First, let’s review Bennett’s statement regarding the event, which happened following the McGregor-Mayweather fight on August 27. In his letter posted to twitter, he states that following the fight, he heard what he believed to be gunshots. Like many around him, he ran away from the sounds. Members of the Las Vegas police department pointed guns and him and demanded his compliance. Bennett got on the ground, after which the officer held a gun next to his head and told him he would blow his “[expletive] head off.” Bennett described feeling terrified and thinking of his wife and daughters.
In the end, his fear was that he was going to be killed “for no other reason than that I am black and that my skin color is somehow a threat.” TMZ has posted a video of Bennett being handcuffed, but the LVPD has not yet confirmed the series of events. The organization Color of Change has begun a petition asking for release of the officers’ identities and body armor footage. Bennett has hired John Burris to explore options include a civil rights lawsuit.
What complicates this is that Bennett has been outspoken about police violence and racism in America. He has refused to stand during the national anthem before NFL games, a trend that was started by quarterback Colin Kaepernick (who is still unsigned). Many players, including Eagles defensive back Malcolm Jenkins and Raiders running back Marshawn Lynch, also use their platform to show their protest.
Later on Wednesday afternoon, NFL commissioner Roger Goodell, who is often seen as the opposition to the players and the voice of the owners, issued his own statement. Goodell describes Bennett as “a leader on his team and in his community” and in a strong statement said the following:
“We will support Michael and all NFL players in promoting mutual respect between law enforcement and the communities they loyally serve and fair and equal treatment under the law.”
The next step is to hear from the Las Vegas Police Department.

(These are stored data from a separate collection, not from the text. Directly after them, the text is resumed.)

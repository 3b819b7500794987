//! sentiarc command-line tool
//!
//! Reads a directory of plain-text novels, scores them against a sentiment
//! lexicon and prints JSON lines for an external charting step.
//!
//! ## Usage
//!
//! ```bash
//! # Net sentiment per 80-line window, bing lexicon
//! sentiarc arc ./austen --kind bing --lexicon bing.csv
//!
//! # Same corpus through all three lexicons, 100-line windows
//! sentiarc --window 100 compare ./austen --afinn afinn.csv --bing bing.csv --nrc nrc.csv
//!
//! # Most common words after stop-word removal
//! sentiarc --top 20 words ./austen
//!
//! # Words that contribute most to each label
//! sentiarc contributions ./austen --kind bing --lexicon bing.csv
//!
//! # Most negative chapter of each novel
//! sentiarc chapters ./austen --kind bing --lexicon bing.csv
//!
//! # Label balance of a lexicon file
//! sentiarc lexicon --kind nrc --lexicon nrc.csv
//! ```
//!
//! Every row carries the document title. Logs go to stderr; set `RUST_LOG`
//! or `--log-level` to change verbosity.

use std::io::{self, BufWriter, Write};
use std::path::{Path, PathBuf};

use anyhow::{bail, Context, Result};
use clap::{Parser, Subcommand};
use serde::Serialize;
use tracing::info;
use tracing_subscriber::EnvFilter;

use sentiarc_core::analyzer::StopWords;
use sentiarc_core::config::load_config;
use sentiarc_core::counts::{
    chapter_negativity, most_negative_chapters, sentiment_word_counts, top_contributions,
    word_counts,
};
use sentiarc_core::{compare_lexicons, Corpus, Lexicon, LexiconKind, Pipeline};
use sentiarc_types::{ArcConfig, AggregationMode, DocId, PolarityCounts, Sentiment};

#[derive(Parser)]
#[command(name = "sentiarc")]
#[command(version)]
#[command(about = "Windowed lexicon sentiment analysis for novels", long_about = None)]
struct Cli {
    #[command(subcommand)]
    command: Commands,

    /// Log level used when RUST_LOG is not set
    #[arg(short, long, global = true, default_value = "info")]
    log_level: String,

    /// JSON config file
    #[arg(short, long, global = true)]
    config: Option<PathBuf>,

    /// Lines per window (overrides the config file)
    #[arg(short, long, global = true)]
    window: Option<u32>,

    /// Rows per ranking (overrides the config file)
    #[arg(long, global = true)]
    top: Option<usize>,

    /// Stop-word file, one word per line (replaces the built-in list)
    #[arg(long, global = true)]
    stop_words: Option<PathBuf>,

    /// Do not remove stop words
    #[arg(long, global = true)]
    keep_stop_words: bool,
}

#[derive(Subcommand)]
enum Commands {
    /// Net sentiment per window for one lexicon
    Arc {
        /// Directory of *.txt documents
        corpus: PathBuf,
        /// Lexicon family: bing, nrc or afinn
        #[arg(long)]
        kind: LexiconKind,
        /// Lexicon file
        #[arg(long)]
        lexicon: PathBuf,
    },

    /// Net sentiment per window for several lexicons
    Compare {
        /// Directory of *.txt documents
        corpus: PathBuf,
        /// afinn lexicon file
        #[arg(long)]
        afinn: Option<PathBuf>,
        /// bing lexicon file
        #[arg(long)]
        bing: Option<PathBuf>,
        /// nrc lexicon file
        #[arg(long)]
        nrc: Option<PathBuf>,
    },

    /// Most common words
    Words {
        /// Directory of *.txt documents
        corpus: PathBuf,
    },

    /// Words contributing most to each label
    Contributions {
        /// Directory of *.txt documents
        corpus: PathBuf,
        /// Lexicon family: bing, nrc or afinn
        #[arg(long)]
        kind: LexiconKind,
        /// Lexicon file
        #[arg(long)]
        lexicon: PathBuf,
    },

    /// Chapter with the highest share of negative words, per document
    Chapters {
        /// Directory of *.txt documents
        corpus: PathBuf,
        /// Lexicon family: bing or nrc
        #[arg(long)]
        kind: LexiconKind,
        /// Lexicon file
        #[arg(long)]
        lexicon: PathBuf,
    },

    /// Label counts of a lexicon file
    Lexicon {
        /// Lexicon family: bing, nrc or afinn
        #[arg(long)]
        kind: LexiconKind,
        /// Lexicon file
        #[arg(long)]
        lexicon: PathBuf,
    },
}

/// A row tagged with its document title.
#[derive(Serialize)]
struct Titled<'a, T: Serialize> {
    title: &'a str,
    #[serde(flatten)]
    row: T,
}

#[derive(Serialize)]
struct LexiconSummary {
    kind: LexiconKind,
    words: usize,
    entries: usize,
    balance: PolarityCounts,
    labels: Vec<(Sentiment, usize)>,
}

fn main() -> Result<()> {
    let cli = Cli::parse();

    let filter = EnvFilter::try_from_default_env()
        .or_else(|_| EnvFilter::try_new(&cli.log_level))
        .context("invalid log level")?;
    tracing_subscriber::fmt()
        .with_env_filter(filter)
        .with_target(false)
        .with_writer(io::stderr)
        .init();

    let pipeline = build_pipeline(&cli)?;
    let stdout = io::stdout();
    let mut out = BufWriter::new(stdout.lock());

    match &cli.command {
        Commands::Arc {
            corpus,
            kind,
            lexicon,
        } => {
            let corpus = load_corpus(corpus)?;
            let lexicon = load_lexicon(*kind, lexicon)?;
            let arc = pipeline.arc(&corpus, &lexicon)?;
            for w in arc.windows {
                emit(&mut out, &corpus, w.doc_id, w)?;
            }
            info!(stats = %arc.stats, "done");
        }
        Commands::Compare {
            corpus,
            afinn,
            bing,
            nrc,
        } => {
            let corpus = load_corpus(corpus)?;
            let mut lexicons = Vec::new();
            for (kind, path) in [
                (LexiconKind::Afinn, afinn),
                (LexiconKind::Bing, bing),
                (LexiconKind::Nrc, nrc),
            ] {
                if let Some(path) = path {
                    lexicons.push(load_lexicon(kind, path)?);
                }
            }
            if lexicons.is_empty() {
                bail!("compare needs at least one of --afinn, --bing, --nrc");
            }
            let refs: Vec<&Lexicon> = lexicons.iter().collect();
            let tokens = pipeline.tokens(&corpus);
            let rows = compare_lexicons(&tokens, &refs, pipeline.config().window_size)?;
            for row in rows {
                emit(&mut out, &corpus, row.sentiment.doc_id, row)?;
            }
        }
        Commands::Words { corpus } => {
            let corpus = load_corpus(corpus)?;
            let tokens = pipeline.tokens(&corpus);
            for row in word_counts(&tokens).into_iter().take(pipeline.config().top_n) {
                write_row(&mut out, &row)?;
            }
        }
        Commands::Contributions {
            corpus,
            kind,
            lexicon,
        } => {
            let corpus = load_corpus(corpus)?;
            let lexicon = load_lexicon(*kind, lexicon)?;
            let scored = lexicon.join(&pipeline.tokens(&corpus))?;
            let rows = sentiment_word_counts(&scored);
            for row in top_contributions(&rows, pipeline.config().top_n) {
                write_row(&mut out, &row)?;
            }
        }
        Commands::Chapters {
            corpus,
            kind,
            lexicon,
        } => {
            if kind.mode() != AggregationMode::Categorical {
                bail!("chapters needs a lexicon with negative labels (bing or nrc), got {kind}");
            }
            let corpus = load_corpus(corpus)?;
            let lexicon = load_lexicon(*kind, lexicon)?;
            let rows = chapter_negativity(&pipeline.tokens(&corpus), &lexicon);
            for row in most_negative_chapters(&rows) {
                emit(&mut out, &corpus, row.doc_id, row)?;
            }
        }
        Commands::Lexicon { kind, lexicon } => {
            let lexicon = load_lexicon(*kind, lexicon)?;
            write_row(
                &mut out,
                &LexiconSummary {
                    kind: lexicon.kind(),
                    words: lexicon.len(),
                    entries: lexicon.entry_count(),
                    balance: lexicon.polarity_balance(),
                    labels: lexicon.label_counts(),
                },
            )?;
        }
    }

    out.flush().context("failed to flush output")?;
    Ok(())
}

fn build_pipeline(cli: &Cli) -> Result<Pipeline> {
    let mut config = match &cli.config {
        Some(path) => load_config(path)
            .with_context(|| format!("failed to load config {}", path.display()))?,
        None => ArcConfig::default(),
    };
    if let Some(window) = cli.window {
        config.window_size = window;
    }
    if let Some(top) = cli.top {
        config.top_n = top;
    }
    if cli.keep_stop_words {
        config.remove_stop_words = false;
    }

    let mut pipeline = Pipeline::new(config).context("invalid configuration")?;
    if let Some(path) = &cli.stop_words {
        let stop_words = StopWords::from_path(path)
            .with_context(|| format!("failed to load stop words {}", path.display()))?;
        pipeline = pipeline.with_stop_words(stop_words);
    }
    Ok(pipeline)
}

fn load_corpus(dir: &Path) -> Result<Corpus> {
    let corpus = Corpus::from_dir(dir)
        .with_context(|| format!("failed to load corpus {}", dir.display()))?;
    if corpus.is_empty() {
        bail!("no .txt documents in {}", dir.display());
    }
    Ok(corpus)
}

fn load_lexicon(kind: LexiconKind, path: &Path) -> Result<Lexicon> {
    Lexicon::from_path(kind, path)
        .with_context(|| format!("failed to load {kind} lexicon {}", path.display()))
}

fn emit<W: Write, T: Serialize>(out: &mut W, corpus: &Corpus, doc_id: DocId, row: T) -> Result<()> {
    let title = corpus.title(doc_id).unwrap_or_default();
    write_row(out, &Titled { title, row })
}

fn write_row<W: Write, T: Serialize>(out: &mut W, row: &T) -> Result<()> {
    serde_json::to_writer(&mut *out, row)?;
    out.write_all(b"\n")?;
    Ok(())
}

On a related note, I learned last month that Cisco Systems has a mobile collaboration offering specifically aimed to help digitize law enforcement. This includes body armor that tests stress levels and can upload video and audio to a centralized location. This allows dispatchers to make instant decisions with better intelligence. A sensor in the officer’s service weapon can automatically power on microphones and cameras when the weapon is drawn. This type of data can help law enforcement make decisions in real time, and can build archives of data to determine if an officer’s actions follow procedure.
I’ll update here and on social media as more information is available.